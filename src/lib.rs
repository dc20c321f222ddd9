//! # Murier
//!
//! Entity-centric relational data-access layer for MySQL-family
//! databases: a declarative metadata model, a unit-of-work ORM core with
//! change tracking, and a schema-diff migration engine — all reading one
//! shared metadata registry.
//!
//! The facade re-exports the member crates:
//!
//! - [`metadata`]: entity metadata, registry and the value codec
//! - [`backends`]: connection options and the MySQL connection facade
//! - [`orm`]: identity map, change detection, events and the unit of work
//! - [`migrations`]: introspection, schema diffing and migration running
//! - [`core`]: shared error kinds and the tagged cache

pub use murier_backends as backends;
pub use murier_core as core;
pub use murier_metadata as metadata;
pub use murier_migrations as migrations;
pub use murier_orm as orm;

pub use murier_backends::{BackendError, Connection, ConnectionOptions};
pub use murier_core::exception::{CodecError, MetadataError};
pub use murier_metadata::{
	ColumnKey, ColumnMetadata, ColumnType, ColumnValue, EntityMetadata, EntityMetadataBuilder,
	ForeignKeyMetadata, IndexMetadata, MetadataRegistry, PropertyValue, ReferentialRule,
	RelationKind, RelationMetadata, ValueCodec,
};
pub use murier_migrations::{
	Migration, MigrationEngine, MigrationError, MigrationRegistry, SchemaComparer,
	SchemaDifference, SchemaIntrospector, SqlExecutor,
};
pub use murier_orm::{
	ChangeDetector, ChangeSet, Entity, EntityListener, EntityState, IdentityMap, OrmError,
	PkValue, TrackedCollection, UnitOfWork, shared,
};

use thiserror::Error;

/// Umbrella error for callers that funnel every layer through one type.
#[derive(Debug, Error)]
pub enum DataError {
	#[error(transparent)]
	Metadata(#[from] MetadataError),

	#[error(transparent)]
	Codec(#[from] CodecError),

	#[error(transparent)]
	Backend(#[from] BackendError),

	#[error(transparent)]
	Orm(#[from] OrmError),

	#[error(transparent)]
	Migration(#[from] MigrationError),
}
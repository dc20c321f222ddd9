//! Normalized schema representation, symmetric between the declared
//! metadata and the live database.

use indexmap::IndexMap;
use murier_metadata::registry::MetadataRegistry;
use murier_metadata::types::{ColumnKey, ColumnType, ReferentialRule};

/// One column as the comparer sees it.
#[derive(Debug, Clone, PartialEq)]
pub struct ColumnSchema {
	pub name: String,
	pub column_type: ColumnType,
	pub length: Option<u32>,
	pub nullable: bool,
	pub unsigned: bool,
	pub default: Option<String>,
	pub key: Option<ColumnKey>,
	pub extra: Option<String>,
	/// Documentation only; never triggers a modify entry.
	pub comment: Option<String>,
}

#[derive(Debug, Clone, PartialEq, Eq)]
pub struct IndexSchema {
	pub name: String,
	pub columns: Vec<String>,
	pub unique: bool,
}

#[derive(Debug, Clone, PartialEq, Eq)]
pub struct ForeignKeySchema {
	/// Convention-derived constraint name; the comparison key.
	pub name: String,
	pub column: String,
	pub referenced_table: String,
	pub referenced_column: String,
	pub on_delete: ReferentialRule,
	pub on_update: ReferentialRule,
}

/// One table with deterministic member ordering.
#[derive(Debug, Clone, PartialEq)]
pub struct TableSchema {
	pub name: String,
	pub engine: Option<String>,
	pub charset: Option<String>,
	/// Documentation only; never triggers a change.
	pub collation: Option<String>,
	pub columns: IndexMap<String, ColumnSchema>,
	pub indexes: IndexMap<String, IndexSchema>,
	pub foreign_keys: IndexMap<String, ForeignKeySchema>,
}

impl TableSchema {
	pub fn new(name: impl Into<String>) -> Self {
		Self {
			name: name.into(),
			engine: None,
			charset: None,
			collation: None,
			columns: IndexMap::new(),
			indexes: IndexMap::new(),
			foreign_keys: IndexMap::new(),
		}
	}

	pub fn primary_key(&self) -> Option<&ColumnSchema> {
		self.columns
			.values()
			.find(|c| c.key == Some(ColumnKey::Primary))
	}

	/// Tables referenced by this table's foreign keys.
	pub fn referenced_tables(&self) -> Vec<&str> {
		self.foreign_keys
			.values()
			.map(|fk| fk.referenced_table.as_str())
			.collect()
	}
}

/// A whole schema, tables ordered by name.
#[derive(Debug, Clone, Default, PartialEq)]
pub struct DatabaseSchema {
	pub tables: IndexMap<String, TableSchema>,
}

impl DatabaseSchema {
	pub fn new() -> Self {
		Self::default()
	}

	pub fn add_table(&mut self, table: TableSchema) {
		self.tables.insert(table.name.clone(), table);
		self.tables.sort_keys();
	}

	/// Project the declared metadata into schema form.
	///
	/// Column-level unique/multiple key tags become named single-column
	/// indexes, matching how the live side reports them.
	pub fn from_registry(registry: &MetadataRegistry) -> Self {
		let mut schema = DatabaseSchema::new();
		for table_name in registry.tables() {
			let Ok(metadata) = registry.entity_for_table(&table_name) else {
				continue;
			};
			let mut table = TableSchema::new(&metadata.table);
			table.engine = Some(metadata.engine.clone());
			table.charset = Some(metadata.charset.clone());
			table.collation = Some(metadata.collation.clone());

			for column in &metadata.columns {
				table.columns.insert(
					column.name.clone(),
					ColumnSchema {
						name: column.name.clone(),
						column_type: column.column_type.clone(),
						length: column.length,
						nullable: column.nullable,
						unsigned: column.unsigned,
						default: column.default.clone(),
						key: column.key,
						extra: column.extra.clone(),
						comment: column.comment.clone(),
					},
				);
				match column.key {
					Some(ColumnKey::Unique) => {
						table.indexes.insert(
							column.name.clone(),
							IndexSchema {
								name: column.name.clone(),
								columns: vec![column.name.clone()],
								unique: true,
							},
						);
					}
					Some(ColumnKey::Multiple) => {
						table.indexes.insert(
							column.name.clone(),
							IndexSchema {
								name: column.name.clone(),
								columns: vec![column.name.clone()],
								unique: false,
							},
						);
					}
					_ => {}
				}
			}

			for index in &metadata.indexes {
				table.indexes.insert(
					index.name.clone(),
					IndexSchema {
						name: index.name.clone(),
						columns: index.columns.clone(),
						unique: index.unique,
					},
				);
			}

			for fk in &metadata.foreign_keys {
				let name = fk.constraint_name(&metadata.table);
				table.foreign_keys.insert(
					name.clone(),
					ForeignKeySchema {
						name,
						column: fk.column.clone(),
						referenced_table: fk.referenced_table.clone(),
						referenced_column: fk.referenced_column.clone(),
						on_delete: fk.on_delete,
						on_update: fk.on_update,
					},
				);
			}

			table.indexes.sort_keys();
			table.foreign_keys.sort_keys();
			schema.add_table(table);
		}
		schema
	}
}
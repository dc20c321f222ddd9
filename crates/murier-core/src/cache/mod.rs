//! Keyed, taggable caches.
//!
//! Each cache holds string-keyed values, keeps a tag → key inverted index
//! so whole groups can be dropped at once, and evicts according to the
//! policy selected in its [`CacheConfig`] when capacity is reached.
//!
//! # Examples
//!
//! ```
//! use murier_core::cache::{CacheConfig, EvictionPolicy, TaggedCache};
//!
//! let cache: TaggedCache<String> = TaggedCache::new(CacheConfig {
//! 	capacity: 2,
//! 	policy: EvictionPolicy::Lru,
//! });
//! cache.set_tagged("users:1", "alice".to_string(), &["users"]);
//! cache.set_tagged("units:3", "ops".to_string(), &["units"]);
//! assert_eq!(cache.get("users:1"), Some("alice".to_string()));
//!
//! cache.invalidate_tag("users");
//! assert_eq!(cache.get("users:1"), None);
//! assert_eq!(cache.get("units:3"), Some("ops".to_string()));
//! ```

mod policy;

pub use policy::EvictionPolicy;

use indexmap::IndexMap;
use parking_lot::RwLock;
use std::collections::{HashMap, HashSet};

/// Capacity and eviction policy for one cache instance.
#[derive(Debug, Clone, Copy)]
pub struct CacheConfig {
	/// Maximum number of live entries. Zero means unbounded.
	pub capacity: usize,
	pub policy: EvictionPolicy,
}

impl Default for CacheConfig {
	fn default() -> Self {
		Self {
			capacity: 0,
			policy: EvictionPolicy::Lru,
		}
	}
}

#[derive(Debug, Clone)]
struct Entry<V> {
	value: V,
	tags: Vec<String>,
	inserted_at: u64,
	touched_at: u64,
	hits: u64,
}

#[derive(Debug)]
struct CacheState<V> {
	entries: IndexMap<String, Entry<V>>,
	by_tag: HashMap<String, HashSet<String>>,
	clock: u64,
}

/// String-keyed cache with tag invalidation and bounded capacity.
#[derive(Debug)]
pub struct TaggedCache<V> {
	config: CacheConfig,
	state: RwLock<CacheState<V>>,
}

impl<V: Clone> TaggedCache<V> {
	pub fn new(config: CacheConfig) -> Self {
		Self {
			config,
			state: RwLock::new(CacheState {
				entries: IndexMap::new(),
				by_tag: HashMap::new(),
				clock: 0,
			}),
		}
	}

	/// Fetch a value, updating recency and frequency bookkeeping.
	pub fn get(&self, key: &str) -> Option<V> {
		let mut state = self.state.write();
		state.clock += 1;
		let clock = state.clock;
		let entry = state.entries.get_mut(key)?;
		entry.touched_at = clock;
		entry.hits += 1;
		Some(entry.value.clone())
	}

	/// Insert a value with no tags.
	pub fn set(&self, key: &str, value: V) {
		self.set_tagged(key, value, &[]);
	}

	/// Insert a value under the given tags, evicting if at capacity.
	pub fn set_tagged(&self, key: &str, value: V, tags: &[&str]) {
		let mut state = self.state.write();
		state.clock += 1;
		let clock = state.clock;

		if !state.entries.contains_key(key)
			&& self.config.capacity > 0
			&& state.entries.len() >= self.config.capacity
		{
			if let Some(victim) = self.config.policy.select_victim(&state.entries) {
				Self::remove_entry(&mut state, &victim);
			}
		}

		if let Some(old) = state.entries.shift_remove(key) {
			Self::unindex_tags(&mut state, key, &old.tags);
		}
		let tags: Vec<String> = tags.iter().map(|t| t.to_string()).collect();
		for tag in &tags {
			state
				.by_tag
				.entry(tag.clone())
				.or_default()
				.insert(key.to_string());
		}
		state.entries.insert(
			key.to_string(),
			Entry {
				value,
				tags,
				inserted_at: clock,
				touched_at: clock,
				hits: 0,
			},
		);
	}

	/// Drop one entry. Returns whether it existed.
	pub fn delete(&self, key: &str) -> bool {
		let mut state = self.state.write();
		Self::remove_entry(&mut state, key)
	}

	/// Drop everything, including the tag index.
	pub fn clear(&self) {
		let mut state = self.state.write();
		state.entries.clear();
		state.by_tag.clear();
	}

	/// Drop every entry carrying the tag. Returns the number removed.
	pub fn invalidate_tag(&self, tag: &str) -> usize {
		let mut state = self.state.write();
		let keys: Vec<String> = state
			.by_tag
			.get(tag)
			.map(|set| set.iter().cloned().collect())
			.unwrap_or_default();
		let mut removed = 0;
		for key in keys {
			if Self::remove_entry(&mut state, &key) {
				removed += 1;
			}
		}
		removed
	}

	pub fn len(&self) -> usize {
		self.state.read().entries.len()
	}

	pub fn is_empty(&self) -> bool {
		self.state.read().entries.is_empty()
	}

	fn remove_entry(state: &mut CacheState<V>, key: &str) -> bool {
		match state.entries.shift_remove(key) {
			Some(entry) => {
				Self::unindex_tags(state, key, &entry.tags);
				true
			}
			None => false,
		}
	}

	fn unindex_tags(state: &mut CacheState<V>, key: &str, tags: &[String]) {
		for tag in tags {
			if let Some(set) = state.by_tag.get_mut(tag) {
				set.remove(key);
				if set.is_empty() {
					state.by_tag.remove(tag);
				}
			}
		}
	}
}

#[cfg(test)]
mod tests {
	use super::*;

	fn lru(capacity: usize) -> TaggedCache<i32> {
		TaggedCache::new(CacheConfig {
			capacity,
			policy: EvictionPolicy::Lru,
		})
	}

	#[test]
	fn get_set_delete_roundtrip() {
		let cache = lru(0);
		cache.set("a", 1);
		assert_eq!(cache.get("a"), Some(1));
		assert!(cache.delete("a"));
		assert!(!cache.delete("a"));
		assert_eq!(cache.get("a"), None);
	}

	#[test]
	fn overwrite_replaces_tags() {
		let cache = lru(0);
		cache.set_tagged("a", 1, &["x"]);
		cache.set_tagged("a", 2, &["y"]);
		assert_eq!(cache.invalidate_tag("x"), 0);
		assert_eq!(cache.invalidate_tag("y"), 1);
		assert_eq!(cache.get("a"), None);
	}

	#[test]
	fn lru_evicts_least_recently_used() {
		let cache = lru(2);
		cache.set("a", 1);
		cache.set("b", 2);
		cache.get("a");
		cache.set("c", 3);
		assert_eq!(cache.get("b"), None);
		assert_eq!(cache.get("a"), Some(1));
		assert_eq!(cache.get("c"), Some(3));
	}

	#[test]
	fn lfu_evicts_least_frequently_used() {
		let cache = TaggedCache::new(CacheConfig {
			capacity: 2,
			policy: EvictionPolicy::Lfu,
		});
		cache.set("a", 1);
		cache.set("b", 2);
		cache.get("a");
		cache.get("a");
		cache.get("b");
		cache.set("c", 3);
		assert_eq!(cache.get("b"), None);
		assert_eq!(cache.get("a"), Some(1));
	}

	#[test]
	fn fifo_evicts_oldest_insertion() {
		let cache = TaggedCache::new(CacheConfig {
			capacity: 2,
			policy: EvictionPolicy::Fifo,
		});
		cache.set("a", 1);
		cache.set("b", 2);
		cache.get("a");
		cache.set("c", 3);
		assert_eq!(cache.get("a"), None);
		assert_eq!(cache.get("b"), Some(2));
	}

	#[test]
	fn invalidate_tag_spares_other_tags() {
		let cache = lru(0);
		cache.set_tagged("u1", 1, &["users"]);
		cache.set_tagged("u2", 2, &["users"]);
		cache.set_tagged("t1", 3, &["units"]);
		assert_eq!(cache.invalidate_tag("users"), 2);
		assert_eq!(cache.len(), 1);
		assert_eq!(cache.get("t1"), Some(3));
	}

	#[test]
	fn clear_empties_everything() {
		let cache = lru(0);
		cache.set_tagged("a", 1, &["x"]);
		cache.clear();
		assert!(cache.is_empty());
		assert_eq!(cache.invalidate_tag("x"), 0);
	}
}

#####

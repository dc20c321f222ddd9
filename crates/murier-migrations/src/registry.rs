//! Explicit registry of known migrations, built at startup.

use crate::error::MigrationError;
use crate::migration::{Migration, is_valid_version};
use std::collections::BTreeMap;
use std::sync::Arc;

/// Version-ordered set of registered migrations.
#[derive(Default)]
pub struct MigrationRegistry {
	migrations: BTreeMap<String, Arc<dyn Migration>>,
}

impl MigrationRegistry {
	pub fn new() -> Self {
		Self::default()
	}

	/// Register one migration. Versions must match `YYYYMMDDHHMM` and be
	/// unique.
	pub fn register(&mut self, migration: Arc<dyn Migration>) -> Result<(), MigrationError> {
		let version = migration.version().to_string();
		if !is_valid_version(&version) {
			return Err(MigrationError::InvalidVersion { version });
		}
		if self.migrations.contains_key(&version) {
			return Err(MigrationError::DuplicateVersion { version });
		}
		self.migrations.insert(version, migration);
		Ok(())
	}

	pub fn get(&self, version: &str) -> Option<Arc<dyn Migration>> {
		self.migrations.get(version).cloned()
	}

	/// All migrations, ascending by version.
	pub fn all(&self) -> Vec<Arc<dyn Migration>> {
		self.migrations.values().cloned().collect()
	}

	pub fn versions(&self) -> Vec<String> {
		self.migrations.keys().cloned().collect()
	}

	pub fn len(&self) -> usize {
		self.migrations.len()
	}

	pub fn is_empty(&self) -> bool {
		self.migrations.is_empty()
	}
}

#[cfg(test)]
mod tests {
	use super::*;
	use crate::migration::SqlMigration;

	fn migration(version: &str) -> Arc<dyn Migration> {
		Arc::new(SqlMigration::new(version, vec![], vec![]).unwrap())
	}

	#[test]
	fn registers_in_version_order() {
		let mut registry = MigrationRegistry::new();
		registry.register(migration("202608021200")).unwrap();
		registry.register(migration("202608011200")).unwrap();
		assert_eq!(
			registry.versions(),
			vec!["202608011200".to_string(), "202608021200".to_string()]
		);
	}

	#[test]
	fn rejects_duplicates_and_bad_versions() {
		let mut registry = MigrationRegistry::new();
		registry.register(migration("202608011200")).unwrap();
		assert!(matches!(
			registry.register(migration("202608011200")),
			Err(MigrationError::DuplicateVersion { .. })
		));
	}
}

#####

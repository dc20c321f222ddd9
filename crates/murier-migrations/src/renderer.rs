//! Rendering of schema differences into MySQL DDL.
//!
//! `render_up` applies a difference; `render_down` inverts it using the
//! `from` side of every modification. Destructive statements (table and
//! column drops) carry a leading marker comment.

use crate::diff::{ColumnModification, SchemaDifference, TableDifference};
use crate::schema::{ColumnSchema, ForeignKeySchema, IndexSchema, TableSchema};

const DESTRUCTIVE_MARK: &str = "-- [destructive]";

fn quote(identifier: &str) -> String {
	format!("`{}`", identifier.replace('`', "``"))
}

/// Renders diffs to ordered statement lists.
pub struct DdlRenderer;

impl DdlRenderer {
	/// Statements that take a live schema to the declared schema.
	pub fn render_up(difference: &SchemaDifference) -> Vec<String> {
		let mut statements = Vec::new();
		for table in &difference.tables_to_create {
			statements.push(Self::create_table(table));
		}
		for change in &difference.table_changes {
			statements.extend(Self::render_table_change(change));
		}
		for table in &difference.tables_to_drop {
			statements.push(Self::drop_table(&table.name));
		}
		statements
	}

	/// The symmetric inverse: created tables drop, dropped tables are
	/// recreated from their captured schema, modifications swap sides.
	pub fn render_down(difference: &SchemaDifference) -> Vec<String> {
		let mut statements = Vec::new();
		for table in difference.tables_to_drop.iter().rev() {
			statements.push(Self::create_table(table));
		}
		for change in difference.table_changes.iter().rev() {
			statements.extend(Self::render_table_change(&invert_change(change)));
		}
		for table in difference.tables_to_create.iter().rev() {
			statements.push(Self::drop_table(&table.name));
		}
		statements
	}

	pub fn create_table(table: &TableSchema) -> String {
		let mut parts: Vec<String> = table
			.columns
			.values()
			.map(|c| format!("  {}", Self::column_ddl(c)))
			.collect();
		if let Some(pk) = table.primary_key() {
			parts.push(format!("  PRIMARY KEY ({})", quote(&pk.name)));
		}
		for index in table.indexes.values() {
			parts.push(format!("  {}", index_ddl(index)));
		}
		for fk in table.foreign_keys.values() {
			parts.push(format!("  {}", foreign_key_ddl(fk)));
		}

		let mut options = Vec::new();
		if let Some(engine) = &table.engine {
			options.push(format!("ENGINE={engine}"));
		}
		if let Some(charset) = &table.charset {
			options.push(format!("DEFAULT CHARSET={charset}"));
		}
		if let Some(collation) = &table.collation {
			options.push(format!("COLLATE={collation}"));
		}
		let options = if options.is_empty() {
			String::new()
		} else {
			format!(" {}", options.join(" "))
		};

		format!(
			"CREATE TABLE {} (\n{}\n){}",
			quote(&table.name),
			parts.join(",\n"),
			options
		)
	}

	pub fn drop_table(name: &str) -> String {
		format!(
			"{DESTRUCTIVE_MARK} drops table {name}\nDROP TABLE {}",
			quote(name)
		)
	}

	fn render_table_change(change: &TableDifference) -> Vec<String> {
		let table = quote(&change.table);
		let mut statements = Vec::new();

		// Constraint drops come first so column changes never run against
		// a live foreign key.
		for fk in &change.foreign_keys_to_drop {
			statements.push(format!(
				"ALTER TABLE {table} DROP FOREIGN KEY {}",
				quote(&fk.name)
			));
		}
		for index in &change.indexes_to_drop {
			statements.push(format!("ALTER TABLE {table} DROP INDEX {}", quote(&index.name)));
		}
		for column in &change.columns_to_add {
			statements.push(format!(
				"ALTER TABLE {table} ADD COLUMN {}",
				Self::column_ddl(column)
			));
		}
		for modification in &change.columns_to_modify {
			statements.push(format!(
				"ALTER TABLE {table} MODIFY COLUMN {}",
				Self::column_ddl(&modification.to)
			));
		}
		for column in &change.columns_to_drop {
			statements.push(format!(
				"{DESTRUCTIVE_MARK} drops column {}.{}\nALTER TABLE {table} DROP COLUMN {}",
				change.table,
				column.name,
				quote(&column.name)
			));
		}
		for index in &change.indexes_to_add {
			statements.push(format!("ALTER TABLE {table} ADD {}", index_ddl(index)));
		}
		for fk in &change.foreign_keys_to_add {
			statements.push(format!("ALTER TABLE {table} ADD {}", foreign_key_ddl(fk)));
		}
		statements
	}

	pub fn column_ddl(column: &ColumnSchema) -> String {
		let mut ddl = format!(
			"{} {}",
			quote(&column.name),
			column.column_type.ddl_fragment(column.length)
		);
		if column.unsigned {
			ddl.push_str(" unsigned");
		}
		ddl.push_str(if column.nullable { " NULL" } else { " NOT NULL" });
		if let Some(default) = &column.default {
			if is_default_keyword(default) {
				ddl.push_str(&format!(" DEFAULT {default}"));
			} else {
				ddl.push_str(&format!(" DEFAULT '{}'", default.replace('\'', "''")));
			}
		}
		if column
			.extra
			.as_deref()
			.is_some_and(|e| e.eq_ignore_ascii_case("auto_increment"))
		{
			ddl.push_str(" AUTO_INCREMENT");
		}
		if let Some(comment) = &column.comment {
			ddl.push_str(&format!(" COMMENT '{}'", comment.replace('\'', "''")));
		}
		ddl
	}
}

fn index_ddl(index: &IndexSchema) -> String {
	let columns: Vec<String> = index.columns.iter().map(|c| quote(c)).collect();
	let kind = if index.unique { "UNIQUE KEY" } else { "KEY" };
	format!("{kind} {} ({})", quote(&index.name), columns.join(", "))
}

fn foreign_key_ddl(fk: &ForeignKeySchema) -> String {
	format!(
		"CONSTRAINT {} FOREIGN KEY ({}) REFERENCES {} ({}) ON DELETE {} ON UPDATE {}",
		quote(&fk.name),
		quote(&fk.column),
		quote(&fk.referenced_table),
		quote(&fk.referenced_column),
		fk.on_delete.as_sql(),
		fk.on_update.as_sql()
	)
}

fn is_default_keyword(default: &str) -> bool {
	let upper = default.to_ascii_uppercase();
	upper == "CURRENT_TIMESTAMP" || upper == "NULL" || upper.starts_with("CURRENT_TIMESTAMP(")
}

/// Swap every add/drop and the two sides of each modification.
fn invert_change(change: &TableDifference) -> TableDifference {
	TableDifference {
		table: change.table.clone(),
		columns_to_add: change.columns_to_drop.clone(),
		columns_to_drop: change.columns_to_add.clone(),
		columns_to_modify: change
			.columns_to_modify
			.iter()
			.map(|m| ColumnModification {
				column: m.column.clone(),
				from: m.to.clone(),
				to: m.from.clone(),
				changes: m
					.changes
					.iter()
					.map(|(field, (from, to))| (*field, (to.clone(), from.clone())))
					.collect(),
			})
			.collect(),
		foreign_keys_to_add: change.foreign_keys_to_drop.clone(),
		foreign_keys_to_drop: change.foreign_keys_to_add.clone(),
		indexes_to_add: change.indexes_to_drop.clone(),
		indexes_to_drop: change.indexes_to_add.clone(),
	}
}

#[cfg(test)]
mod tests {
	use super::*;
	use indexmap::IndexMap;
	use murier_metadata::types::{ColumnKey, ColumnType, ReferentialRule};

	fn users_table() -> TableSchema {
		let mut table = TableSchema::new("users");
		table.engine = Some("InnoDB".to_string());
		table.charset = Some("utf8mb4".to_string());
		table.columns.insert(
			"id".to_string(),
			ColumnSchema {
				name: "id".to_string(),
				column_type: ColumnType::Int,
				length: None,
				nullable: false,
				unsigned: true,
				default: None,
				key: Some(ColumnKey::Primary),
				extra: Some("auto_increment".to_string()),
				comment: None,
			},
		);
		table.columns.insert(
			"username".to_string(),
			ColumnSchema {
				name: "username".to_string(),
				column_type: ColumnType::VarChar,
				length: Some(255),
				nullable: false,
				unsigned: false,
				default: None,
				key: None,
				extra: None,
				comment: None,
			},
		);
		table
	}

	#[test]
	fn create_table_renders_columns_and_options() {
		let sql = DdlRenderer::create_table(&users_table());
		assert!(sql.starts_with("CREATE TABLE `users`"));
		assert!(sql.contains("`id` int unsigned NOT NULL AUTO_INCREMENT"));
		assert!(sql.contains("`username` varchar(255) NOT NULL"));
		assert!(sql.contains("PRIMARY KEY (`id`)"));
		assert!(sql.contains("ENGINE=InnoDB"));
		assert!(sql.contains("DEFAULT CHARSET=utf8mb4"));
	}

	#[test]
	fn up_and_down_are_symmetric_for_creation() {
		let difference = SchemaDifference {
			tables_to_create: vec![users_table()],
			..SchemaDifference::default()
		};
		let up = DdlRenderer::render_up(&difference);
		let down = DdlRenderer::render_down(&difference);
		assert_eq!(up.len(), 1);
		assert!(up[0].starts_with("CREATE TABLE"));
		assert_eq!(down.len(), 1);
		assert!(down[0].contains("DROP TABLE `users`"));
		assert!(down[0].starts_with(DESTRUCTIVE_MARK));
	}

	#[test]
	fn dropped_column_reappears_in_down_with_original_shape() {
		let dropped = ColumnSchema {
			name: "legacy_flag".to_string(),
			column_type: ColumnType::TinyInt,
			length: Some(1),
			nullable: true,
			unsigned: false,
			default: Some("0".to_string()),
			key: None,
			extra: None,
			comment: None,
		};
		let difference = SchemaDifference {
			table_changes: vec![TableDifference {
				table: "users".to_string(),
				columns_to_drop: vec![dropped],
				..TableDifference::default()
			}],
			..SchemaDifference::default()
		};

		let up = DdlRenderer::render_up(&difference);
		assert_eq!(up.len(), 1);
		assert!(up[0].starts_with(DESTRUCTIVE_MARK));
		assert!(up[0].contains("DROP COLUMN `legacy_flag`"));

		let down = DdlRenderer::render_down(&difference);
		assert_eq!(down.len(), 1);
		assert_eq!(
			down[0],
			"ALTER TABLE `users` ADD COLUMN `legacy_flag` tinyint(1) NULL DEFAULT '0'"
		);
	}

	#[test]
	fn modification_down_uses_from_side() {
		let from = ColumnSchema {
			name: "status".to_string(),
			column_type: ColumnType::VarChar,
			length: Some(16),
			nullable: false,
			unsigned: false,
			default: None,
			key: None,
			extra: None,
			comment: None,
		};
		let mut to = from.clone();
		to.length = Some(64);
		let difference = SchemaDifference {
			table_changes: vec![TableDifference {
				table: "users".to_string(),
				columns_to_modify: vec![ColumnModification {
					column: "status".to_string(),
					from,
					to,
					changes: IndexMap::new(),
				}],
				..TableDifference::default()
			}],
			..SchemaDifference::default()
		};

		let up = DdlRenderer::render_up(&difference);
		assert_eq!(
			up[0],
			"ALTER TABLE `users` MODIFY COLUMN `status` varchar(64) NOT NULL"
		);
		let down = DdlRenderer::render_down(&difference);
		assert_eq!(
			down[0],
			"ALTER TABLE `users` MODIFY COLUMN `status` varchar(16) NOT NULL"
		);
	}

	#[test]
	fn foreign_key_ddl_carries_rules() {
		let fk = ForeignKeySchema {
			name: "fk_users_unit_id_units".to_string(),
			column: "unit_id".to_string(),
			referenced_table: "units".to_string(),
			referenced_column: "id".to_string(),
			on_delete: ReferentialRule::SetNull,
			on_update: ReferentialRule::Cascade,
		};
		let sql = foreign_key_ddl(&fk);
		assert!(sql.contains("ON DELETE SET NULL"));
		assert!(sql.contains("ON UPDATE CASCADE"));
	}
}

#####

> WHAT YOU HAVE TO DO:
Return only the lines of the records in which the string "SqlMigration" appears.

> RESPONSE TO THE EXERCISE:
	use crate::migration::SqlMigration;
		Arc::new(SqlMigration::new(version, vec![], vec![]).unwrap())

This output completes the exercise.